Task statement – In the records that follow, find the line with "self.visit_decorated_member(ScopeKind::Parameter, node)"; from there, retype every line exactly through the line with "if self.walker_context.in_class() &&", which also belongs to the answer.

Listed entries –
——————

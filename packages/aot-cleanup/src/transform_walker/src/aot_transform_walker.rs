// AOT Transform Walker
//
// Removes framework decorators from classes and their members and records
// what the runtime still needs to know about constructor parameters in a
// synthesized `ctorParameters` literal.

use once_cell::sync::Lazy;
use regex::Regex;
use smallvec::smallvec;
use ts::{Edge, NodeId, SourceFile, SyntaxKind, TransformationContext, TypeChecker};

use super::base_transform_walker::{
    filter_nodes, find_first_ast_node, walk_children, walk_source_file, TransformWalker, Visited,
};
use super::ctor_parameters::{
    create_ctor_parameters_assignment, create_ctor_parameters_literal,
    create_ctor_parameters_method, DecoratorMetadata, ParameterDecorationInfo, TypeTag,
};
use super::walker_context::{AotWalkerContext, ScopeKind};
use crate::error::TransformResult;
use crate::semantic::SemanticResolver;
use crate::utils::angular_imports_from_node;

pub const DEFAULT_FRAMEWORK_MODULE_PREFIX: &str = "@angular/";
pub const DEFAULT_GENERATED_FILE_PATTERN: &str = r"ngfactory\.ts$";

static GENERATED_FILE_REGEX: Lazy<Regex> = Lazy::new(|| Regex::new(DEFAULT_GENERATED_FILE_PATTERN).unwrap());

#[derive(Debug, Clone)]
pub struct AotWalkerOptions {
    /// Imports from modules starting with this prefix bind recognized decorators.
    pub framework_module_prefix: String,
    /// Files whose name matches are returned untouched.
    pub generated_file_pattern: Regex,
}

impl Default for AotWalkerOptions {
    fn default() -> Self {
        AotWalkerOptions {
            framework_module_prefix: DEFAULT_FRAMEWORK_MODULE_PREFIX.to_string(),
            generated_file_pattern: GENERATED_FILE_REGEX.clone(),
        }
    }
}

pub struct AotTransformWalker<'a> {
    source_file: &'a mut SourceFile,
    context: &'a mut TransformationContext,
    resolver: &'a mut dyn SemanticResolver,
    walker_context: AotWalkerContext,
    angular_imports: Vec<String>,
    options: AotWalkerOptions,
}

impl<'a> AotTransformWalker<'a> {
    pub fn new(
        source_file: &'a mut SourceFile,
        context: &'a mut TransformationContext,
        resolver: &'a mut dyn SemanticResolver,
    ) -> Self {
        Self::with_options(source_file, context, resolver, AotWalkerOptions::default())
    }

    pub fn with_options(
        source_file: &'a mut SourceFile,
        context: &'a mut TransformationContext,
        resolver: &'a mut dyn SemanticResolver,
        options: AotWalkerOptions,
    ) -> Self {
        let root = source_file.root();
        let angular_imports = source_file
            .children_of(root, Edge::Statement)
            .filter(|statement| source_file.kind(*statement) == SyntaxKind::ImportDeclaration)
            .flat_map(|import| {
                angular_imports_from_node(source_file, import, &options.framework_module_prefix)
            })
            .collect();

        AotTransformWalker {
            source_file,
            context,
            resolver,
            walker_context: AotWalkerContext::new(),
            angular_imports,
            options,
        }
    }

    /// Names bound to the framework module: imported names, plus `alias.`
    /// for namespace imports.
    pub fn angular_imports(&self) -> &[String] {
        &self.angular_imports
    }

    /// A decorator is recognized when it is a call whose callee is a bound
    /// name, or a member of a bound namespace.
    pub fn is_angular_decorator(&self, decorator: NodeId) -> bool {
        let Some(callee) = self.decorator_callee(decorator) else {
            return false;
        };
        let callee = self.source_file.get_text(callee);
        if self.angular_imports.iter().any(|name| name == callee) {
            return true;
        }
        match callee.find('.') {
            Some(dot) => {
                let namespace = &callee[..=dot];
                self.angular_imports.iter().any(|name| name == namespace)
            }
            None => false,
        }
    }

    fn decorator_callee(&self, decorator: NodeId) -> Option<NodeId> {
        let call = find_first_ast_node(self.source_file, Some(decorator), SyntaxKind::CallExpression)?;
        self.source_file.child(call, Edge::Callee)
    }

    fn has_angular_decorator(&self, node: NodeId) -> bool {
        self.source_file
            .decorators(node)
            .is_some_and(|decorators| decorators.iter().any(|d| self.is_angular_decorator(*d)))
    }

    // ========================================================================
    // Constructor parameters
    // ========================================================================

    fn constructor_parameters(&self, class: NodeId) -> Vec<NodeId> {
        let file = &*self.source_file;
        let mut constructors = file
            .children_of(class, Edge::Member)
            .filter(|member| file.kind(*member) == SyntaxKind::Constructor);
        let first = constructors.next();
        let constructor = first
            .into_iter()
            .chain(constructors)
            .find(|ctor| file.child(*ctor, Edge::Body).is_some())
            .or(first);

        constructor
            .map(|ctor| file.children_of(ctor, Edge::Parameter).collect())
            .unwrap_or_default()
    }

    fn parameter_info(&mut self, parameter: NodeId) -> TransformResult<ParameterDecorationInfo> {
        let type_tag = self.classify_parameter_type(parameter)?;
        let decorators = self
            .source_file
            .decorators(parameter)
            .unwrap_or_default()
            .iter()
            .filter(|d| self.is_angular_decorator(**d))
            .filter_map(|d| self.decorator_metadata(*d))
            .collect();
        Ok(ParameterDecorationInfo {
            type_tag,
            decorators,
        })
    }

    fn classify_parameter_type(&mut self, parameter: NodeId) -> TransformResult<TypeTag> {
        let Some(type_node) = self.source_file.child(parameter, Edge::Type) else {
            return Ok(TypeTag::Undefined);
        };
        match self.source_file.kind(type_node) {
            SyntaxKind::AnyKeyword => Ok(TypeTag::Undefined),
            SyntaxKind::TypeReference => {
                let name = self
                    .source_file
                    .child(type_node, Edge::TypeName)
                    .map(|name| self.source_file.get_text(name).to_string())
                    .unwrap_or_default();
                let primary: Option<&dyn TypeChecker> =
                    self.context.type_checker().map(|checker| &**checker);
                let symbol = self
                    .resolver
                    .resolve_type_reference(self.source_file, type_node, primary)?;
                match symbol {
                    Some(symbol) if symbol.is_structural() => {
                        tracing::trace!(type_name = %name, declared_in = %symbol.file_name, "type erases to Object");
                        Ok(TypeTag::Object)
                    }
                    _ => Ok(TypeTag::Named(name)),
                }
            }
            _ => Ok(TypeTag::Null),
        }
    }

    fn decorator_metadata(&self, decorator: NodeId) -> Option<DecoratorMetadata> {
        let file = &*self.source_file;
        let call = find_first_ast_node(file, Some(decorator), SyntaxKind::CallExpression)?;
        let callee = file.child(call, Edge::Callee)?;
        let args: Vec<String> = file
            .children_of(call, Edge::Argument)
            .map(|arg| file.get_text(arg).to_string())
            .collect();
        Some(DecoratorMetadata {
            type_name: file.get_text(callee).to_string(),
            args: (!args.is_empty()).then_some(args),
        })
    }

    // ========================================================================
    // Member decorators
    // ========================================================================

    /// Drops the whole decorator list of the active declaration when nothing
    /// but framework decorators is on it. Mixed lists are filtered decorator
    /// by decorator in `visit_decorator`.
    fn visit_decorated_member(&mut self, scope: ScopeKind, node: NodeId) -> TransformResult<Visited> {
        let mut current = node;
        if self.walker_context.is_active(scope, node) {
            let remaining = filter_nodes(self.source_file.decorators(node), |d| {
                !self.is_angular_decorator(d)
            });
            if remaining.unwrap_or_default().is_empty() {
                tracing::trace!(file = self.source_file.file_name(), ?scope, "dropping decorator list");
                current = self.source_file.update_decorators(node, None);
            }
        }
        walk_children(self, current).map(Visited::Node)
    }
}

impl TransformWalker for AotTransformWalker<'_> {
    fn source_file(&self) -> &SourceFile {
        self.source_file
    }

    fn source_file_mut(&mut self) -> &mut SourceFile {
        self.source_file
    }

    fn context_mut(&mut self) -> &mut TransformationContext {
        self.context
    }

    fn on_before_visit_node(&mut self, node: NodeId) {
        match ScopeKind::of(self.source_file.kind(node)) {
            Some(ScopeKind::Class) => self.walker_context.open(ScopeKind::Class, node),
            Some(scope)
                if self.walker_context.in_class()
                    && self.source_file.decorators(node).is_some_and(|d| !d.is_empty()) =>
            {
                self.walker_context.open(scope, node)
            }
            _ => {}
        }
    }

    fn on_after_visit_node(&mut self, node: NodeId) {
        if let Some(scope) = ScopeKind::of(self.source_file.kind(node)) {
            self.walker_context.close(scope, node);
        }
    }

    fn visit_class_declaration(&mut self, node: NodeId) -> TransformResult<Visited> {
        if !self.has_angular_decorator(node) {
            return walk_children(self, node).map(Visited::Node);
        }

        let parameters = self.constructor_parameters(node);
        let infos = parameters
            .into_iter()
            .map(|parameter| self.parameter_info(parameter))
            .collect::<TransformResult<Vec<_>>>()?;

        let class = walk_children(self, node)?;
        if infos.is_empty() {
            return Ok(Visited::Node(class));
        }

        let class_name = self.source_file.name_text(node).map(str::to_string);
        let extends = self.source_file.child(node, Edge::Heritage).is_some();
        let metadata = create_ctor_parameters_literal(self.source_file, &infos);

        match class_name {
            Some(name) if extends => {
                tracing::debug!(class = %name, parameters = infos.len(), placement = "assignment", "lowered class");
                let statement = create_ctor_parameters_assignment(self.source_file, &name, metadata);
                Ok(Visited::Many(smallvec![class, statement]))
            }
            name => {
                tracing::debug!(
                    class = name.as_deref().unwrap_or("<anonymous>"),
                    parameters = infos.len(),
                    placement = "static member",
                    "lowered class"
                );
                let method = create_ctor_parameters_method(self.source_file, metadata);
                let decorators = self.source_file.node(class).decorators.clone();
                let mut children = self.source_file.edges(class).to_vec();
                children.push((Edge::Member, method));
                Ok(Visited::Node(self.source_file.update_node(class, decorators, children)))
            }
        }
    }

    fn visit_parameter_declaration(&mut self, node: NodeId) -> TransformResult<Visited> {
        self.visit_decorated_member(ScopeKind::Parameter, node)
    }

    fn visit_property_declaration(&mut self, node: NodeId) -> TransformResult<Visited> {
        self.visit_decorated_member(ScopeKind::Property, node)
    }

    fn visit_method_declaration(&mut self, node: NodeId) -> TransformResult<Visited> {
        self.visit_decorated_member(ScopeKind::Method, node)
    }

    fn visit_decorator(&mut self, node: NodeId) -> TransformResult<Visited> {
        if self.walker_context.in_class() && self.is_angular_decorator(node) {
            tracing::trace!(decorator = self.source_file.get_text(node), "stripping decorator");
            return Ok(Visited::Removed);
        }
        Ok(Visited::Node(node))
    }

    fn walk(&mut self) -> TransformResult<NodeId> {
        if self.options.generated_file_pattern.is_match(self.source_file.file_name()) {
            tracing::debug!(file = self.source_file.file_name(), "skipping generated file");
            return Ok(self.source_file.root());
        }
        walk_source_file(self)
    }
}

——————

Task response –
        self.visit_decorated_member(ScopeKind::Parameter, node)
    }

    fn visit_property_declaration(&mut self, node: NodeId) -> TransformResult<Visited> {
        self.visit_decorated_member(ScopeKind::Property, node)
    }

    fn visit_method_declaration(&mut self, node: NodeId) -> TransformResult<Visited> {
        self.visit_decorated_member(ScopeKind::Method, node)
    }

    fn visit_decorator(&mut self, node: NodeId) -> TransformResult<Visited> {
        if self.walker_context.in_class() && self.is_angular_decorator(node) {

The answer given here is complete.